Six people have died and 52 have been injured in accidents involving Blue Line trains since the line opened two years ago, Southern California Rapid Transit District officials said.

The education campaign comes at a time when RTD officials have instituted several measures designed to reduce train-car collisions. County transit officials recently installed hidden cameras and deployed additional sheriff’s deputies to catch more drivers who risk injury or death by driving around barrier gates as trains approach.

RTD officials introduced the curriculum at the 92nd Street School in South-Central Los Angeles, where children were handed buttons, coloring books and puzzles--all stressing the need to respect trains.

And they were introduced to Travis, a six-foot-tall owl whose motto is “Be Safety Wise!”
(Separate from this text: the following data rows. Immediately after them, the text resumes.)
//! Request adapter for mapping host requests to plugin types.

use indexmap::IndexMap;
use serde_json::Value;

use crate::http::HttpMethod;
use crate::request::{PagingInfo, ParamMap, RequestMeta};

use super::{DetectMethod, ExtractMetadata, ExtractPaging, ExtractParams};

/// Owned, framework-agnostic snapshot of one request.
///
/// `RequestAdapter` carries everything the plugins read (identity, verb,
/// parameter layers, paging counters) plus a slot map that components
/// write request-scoped results into. Host integrations fill it in from
/// their native request type before dispatch.
///
/// # Examples
///
/// ```
/// use json_api_plugins::web::{RequestAdapter, ExtractMetadata, ExtractParams};
/// use json_api_plugins::HttpMethod;
///
/// let mut request = RequestAdapter::new("tasks", "index");
/// request.set_extension(Some("json".to_string()));
/// request.set_method(HttpMethod::Get);
/// request.add_query_param("page", "2");
///
/// let meta = request.extract_metadata();
/// assert!(meta.wants_json());
/// assert!(request.query_params().contains_key("page"));
/// ```
#[derive(Debug, Clone)]
pub struct RequestAdapter {
    meta: RequestMeta,
    method: HttpMethod,
    query_params: ParamMap,
    named_params: ParamMap,
    form_params: ParamMap,
    paging: IndexMap<String, PagingInfo>,
    slots: ParamMap,
}

impl RequestAdapter {
    /// Creates an adapter for a routed controller action.
    ///
    /// The method defaults to GET; every other field starts empty.
    pub fn new(controller: impl Into<String>, action: impl Into<String>) -> Self {
        Self {
            meta: RequestMeta {
                controller: controller.into(),
                action: action.into(),
                ..RequestMeta::default()
            },
            method: HttpMethod::Get,
            query_params: ParamMap::new(),
            named_params: ParamMap::new(),
            form_params: ParamMap::new(),
            paging: IndexMap::new(),
            slots: ParamMap::new(),
        }
    }

    /// Sets the plugin the controller belongs to.
    pub fn set_plugin(&mut self, plugin: Option<String>) {
        self.meta.plugin = plugin;
    }

    /// Sets the request URL relative to the application root.
    pub fn set_url(&mut self, url: impl Into<String>) {
        self.meta.url = url.into();
    }

    /// Sets the requested representation (`json`, `xml`, ...).
    pub fn set_extension(&mut self, extension: Option<String>) {
        self.meta.extension = extension;
    }

    /// Sets the HTTP method of the request.
    pub fn set_method(&mut self, method: HttpMethod) {
        self.method = method;
    }

    /// Adds a query-string parameter.
    pub fn add_query_param(&mut self, key: impl Into<String>, value: impl Into<Value>) {
        self.query_params.insert(key.into(), value.into());
    }

    /// Adds a route (named) parameter.
    pub fn add_named_param(&mut self, key: impl Into<String>, value: impl Into<Value>) {
        self.named_params.insert(key.into(), value.into());
    }

    /// Adds a form body parameter.
    pub fn add_form_param(&mut self, key: impl Into<String>, value: impl Into<Value>) {
        self.form_params.insert(key.into(), value.into());
    }

    /// Replaces the named-parameter layer.
    pub fn set_named_params(&mut self, params: ParamMap) {
        self.named_params = params;
    }

    /// Records paginator counters for a model.
    pub fn set_paging(&mut self, model: impl Into<String>, paging: PagingInfo) {
        self.paging.insert(model.into(), paging);
    }

    /// Stores a request-scoped value under `key`.
    pub fn set_slot(&mut self, key: impl Into<String>, value: Value) {
        self.slots.insert(key.into(), value);
    }

    /// Returns a request-scoped value stored by a component.
    pub fn slot(&self, key: &str) -> Option<&Value> {
        self.slots.get(key)
    }

    /// Returns the request identity.
    pub fn meta(&self) -> &RequestMeta {
        &self.meta
    }
}

impl ExtractMetadata for RequestAdapter {
    fn extract_metadata(&self) -> RequestMeta {
        self.meta.clone()
    }
}

impl ExtractParams for RequestAdapter {
    fn query_params(&self) -> &ParamMap {
        &self.query_params
    }

    fn named_params(&self) -> &ParamMap {
        &self.named_params
    }

    fn form_params(&self) -> &ParamMap {
        &self.form_params
    }
}

impl ExtractPaging for RequestAdapter {
    fn paging(&self, model: &str) -> Option<&PagingInfo> {
        self.paging.get(model)
    }
}

impl DetectMethod for RequestAdapter {
    fn method(&self) -> HttpMethod {
        self.method
    }
}

#[cfg(test)]
mod tests {
    use serde_json::json;

    use super::*;

    #[test]
    fn request_adapter_new() {
        let adapter = RequestAdapter::new("tasks", "view");
        assert_eq!(adapter.meta().controller, "tasks");
        assert_eq!(adapter.meta().action, "view");
        assert!(adapter.meta().plugin.is_none());
        assert!(adapter.is_get());
    }

    #[test]
    fn request_adapter_collects_layers_separately() {
        let mut adapter = RequestAdapter::new("tasks", "index");
        adapter.add_query_param("q", "milk");
        adapter.add_named_param("page", 2);
        adapter.add_form_param("Task", json!({"name": "Buy milk"}));

        assert_eq!(adapter.query_params().len(), 1);
        assert_eq!(adapter.named_params()["page"], json!(2));
        assert_eq!(adapter.form_params()["Task"], json!({"name": "Buy milk"}));
    }

    #[test]
    fn extract_metadata_copies_identity() {
        let mut adapter = RequestAdapter::new("tasks", "add");
        adapter.set_plugin(Some("todo".to_string()));
        adapter.set_url("todo/tasks/add.json");
        adapter.set_extension(Some("json".to_string()));

        let meta = adapter.extract_metadata();
        assert_eq!(meta.plugin.as_deref(), Some("todo"));
        assert_eq!(meta.url, "todo/tasks/add.json");
        assert!(meta.wants_json());
    }

    #[test]
    fn slots_and_paging_are_keyed() {
        let mut adapter = RequestAdapter::new("tasks", "index");
        adapter.set_slot("requestData", json!({"a": 1}));
        adapter.set_paging("Task", PagingInfo::default());

        assert_eq!(adapter.slot("requestData"), Some(&json!({"a": 1})));
        assert!(adapter.slot("missing").is_none());
        assert!(adapter.paging("Task").is_some());
        assert!(adapter.paging("User").is_none());
    }

    #[test]
    fn method_can_be_changed() {
        let mut adapter = RequestAdapter::new("tasks", "delete");
        adapter.set_method(HttpMethod::Delete);
        assert!(adapter.is_delete());
        assert!(adapter.is_mutating());
    }
}
//! Task API request flow demonstration.
//!
//! This example shows a JSON controller backed by a remote API:
//! 1. Build a request adapter from a routed request
//! 2. Merge query, route and form parameters
//! 3. Forward the action to the remote API through the data source
//! 4. Let the formatter derive the status and write the envelope
//!
//! The remote API is simulated with `RecordingTransport`; the base URL is
//! read from `JSON_API_BASE_URL` when set.
//!
//! Run with: `cargo run --example task_api`

use json_api_plugins::datasource::{ApiModel, RemoteApiDataSource};
use json_api_plugins::response::ResponseFormatter;
use json_api_plugins::web::{
    ActionContext, DetectMethod, RequestAdapter, RequestCycle, RequestDataMerger,
};
use json_api_plugins::{
    BufferedResponse, DataSourceConfig, HttpMethod, HttpTransport, PagingInfo, RecordingTransport,
    RequestDataConfig,
};
use serde_json::{json, Value};

type Tasks<T> = RemoteApiDataSource<T>;

/// `POST tasks/add.json`
fn add<T: HttpTransport>(tasks: &Tasks<T>, ctx: &mut ActionContext<'_>) -> json_api_plugins::Result<()> {
    let name = ctx.data.get("name").cloned().unwrap_or(Value::Null);
    let created = tasks.create(&ApiModel::new("Task"), &["name"], &[name])?;
    ctx.response.set("task", created);
    ctx.response.set_method_success(true, None);
    Ok(())
}

/// `GET tasks/index.json`
fn index<T: HttpTransport>(tasks: &Tasks<T>, ctx: &mut ActionContext<'_>) -> json_api_plugins::Result<()> {
    let rows = tasks.read(&ApiModel::new("Task"), &ctx.data.to_value())?;
    let found = rows.as_array().is_some_and(|rows| !rows.is_empty());
    ctx.response.set("tasks", rows);
    ctx.response.set_method_success(found, None);
    Ok(())
}

/// `DELETE tasks/delete/{id}.json`
fn delete<T: HttpTransport>(tasks: &Tasks<T>, ctx: &mut ActionContext<'_>) -> json_api_plugins::Result<()> {
    let Some(id) = ctx.data.get("id").cloned() else {
        ctx.response.set_response_code(404);
        ctx.response.set_response_message("No task id given");
        return Ok(());
    };
    let id = match id {
        Value::String(id) => id,
        other => other.to_string(),
    };
    tasks.delete(&ApiModel::new("Task"), id)?;
    ctx.response.set_method_success(true, Some("Task removed"));
    Ok(())
}

fn json_request(action: &str, method: HttpMethod) -> RequestAdapter {
    let mut request = RequestAdapter::new("tasks", action);
    request.set_url(format!("tasks/{action}.json"));
    request.set_extension(Some("json".to_string()));
    request.set_method(method);
    request
}

fn dispatch<T, F>(tasks: &Tasks<T>, mut request: RequestAdapter, action: F) -> json_api_plugins::Result<()>
where
    T: HttpTransport,
    F: FnOnce(&Tasks<T>, &mut ActionContext<'_>) -> json_api_plugins::Result<()>,
{
    println!("\n=== {} {} ===", request.meta().url, request.method());

    let merger = RequestDataMerger::new(RequestDataConfig {
        form: true,
        ..RequestDataConfig::default()
    });
    let mut cycle = RequestCycle::new(merger, ResponseFormatter::new());
    let sink = BufferedResponse::new();
    cycle.run(&mut request, &sink, |ctx| action(tasks, ctx))?;

    println!("{}", sink.status().unwrap_or_default());
    for (name, value) in sink.headers() {
        println!("{name}: {value}");
    }
    println!("{}", sink.body_text().unwrap_or_default());
    Ok(())
}

fn main() -> Result<(), Box<dyn std::error::Error>> {
    tracing_subscriber::fmt()
        .with_env_filter(
            tracing_subscriber::EnvFilter::try_from_default_env()
                .unwrap_or_else(|_| tracing_subscriber::EnvFilter::new("info")),
        )
        .init();

    let config = DataSourceConfig::from_env()
        .unwrap_or_else(|_| DataSourceConfig::new("https://api.example.com"));

    let http = RecordingTransport::new();
    http.push_response(r#"{"id": 41, "name": "Buy milk"}"#);
    http.push_response(r#"[{"id": 40, "name": "Walk dog"}, {"id": 41, "name": "Buy milk"}]"#);
    http.push_response("");
    let tasks = RemoteApiDataSource::new(config, http);

    let mut add_request = json_request("add", HttpMethod::Post);
    add_request.add_form_param("Task", json!({"name": "Buy milk"}));
    dispatch(&tasks, add_request, add)?;

    let mut index_request = json_request("index", HttpMethod::Get);
    index_request.add_query_param("page", 1);
    index_request.set_paging(
        "Task",
        PagingInfo {
            page: 1,
            current: 2,
            count: 2,
            next_page: 0,
            prev_page: 0,
            page_count: 1,
        },
    );
    dispatch(&tasks, index_request, index)?;

    let mut delete_request = json_request("delete", HttpMethod::Delete);
    delete_request.add_named_param("id", 40);
    dispatch(&tasks, delete_request, delete)?;

    // A read action reached with the wrong verb
    dispatch(&tasks, json_request("view", HttpMethod::Post), |_, ctx| {
        ctx.response.set_method_success(true, None);
        Ok(())
    })?;

    println!("\n=== Remote calls ===");
    for request in tasks.transport().requests() {
        println!("{} {}", request.method, request.url);
    }
    Ok(())
}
“Public safety has to be as much a part of the RTD’s business as operating trains,” said RTD Board President Marvin Holen. “This creative approach will make our safety training programs much more effective for young people who must cross the rail lines on their way to school and back.”

About 60,000 students in 84 schools in the Long Beach, Compton, Lynwood, Downey and Los Angeles Unified school districts will receive the lesson plans over the next three months. The 40-page bilingual curriculum teaches train etiquette, schedules and travel times, bus and pedestrian safety rules, and damage caused by graffiti and vandalism. Students also receive free field trips aboard the Blue Line.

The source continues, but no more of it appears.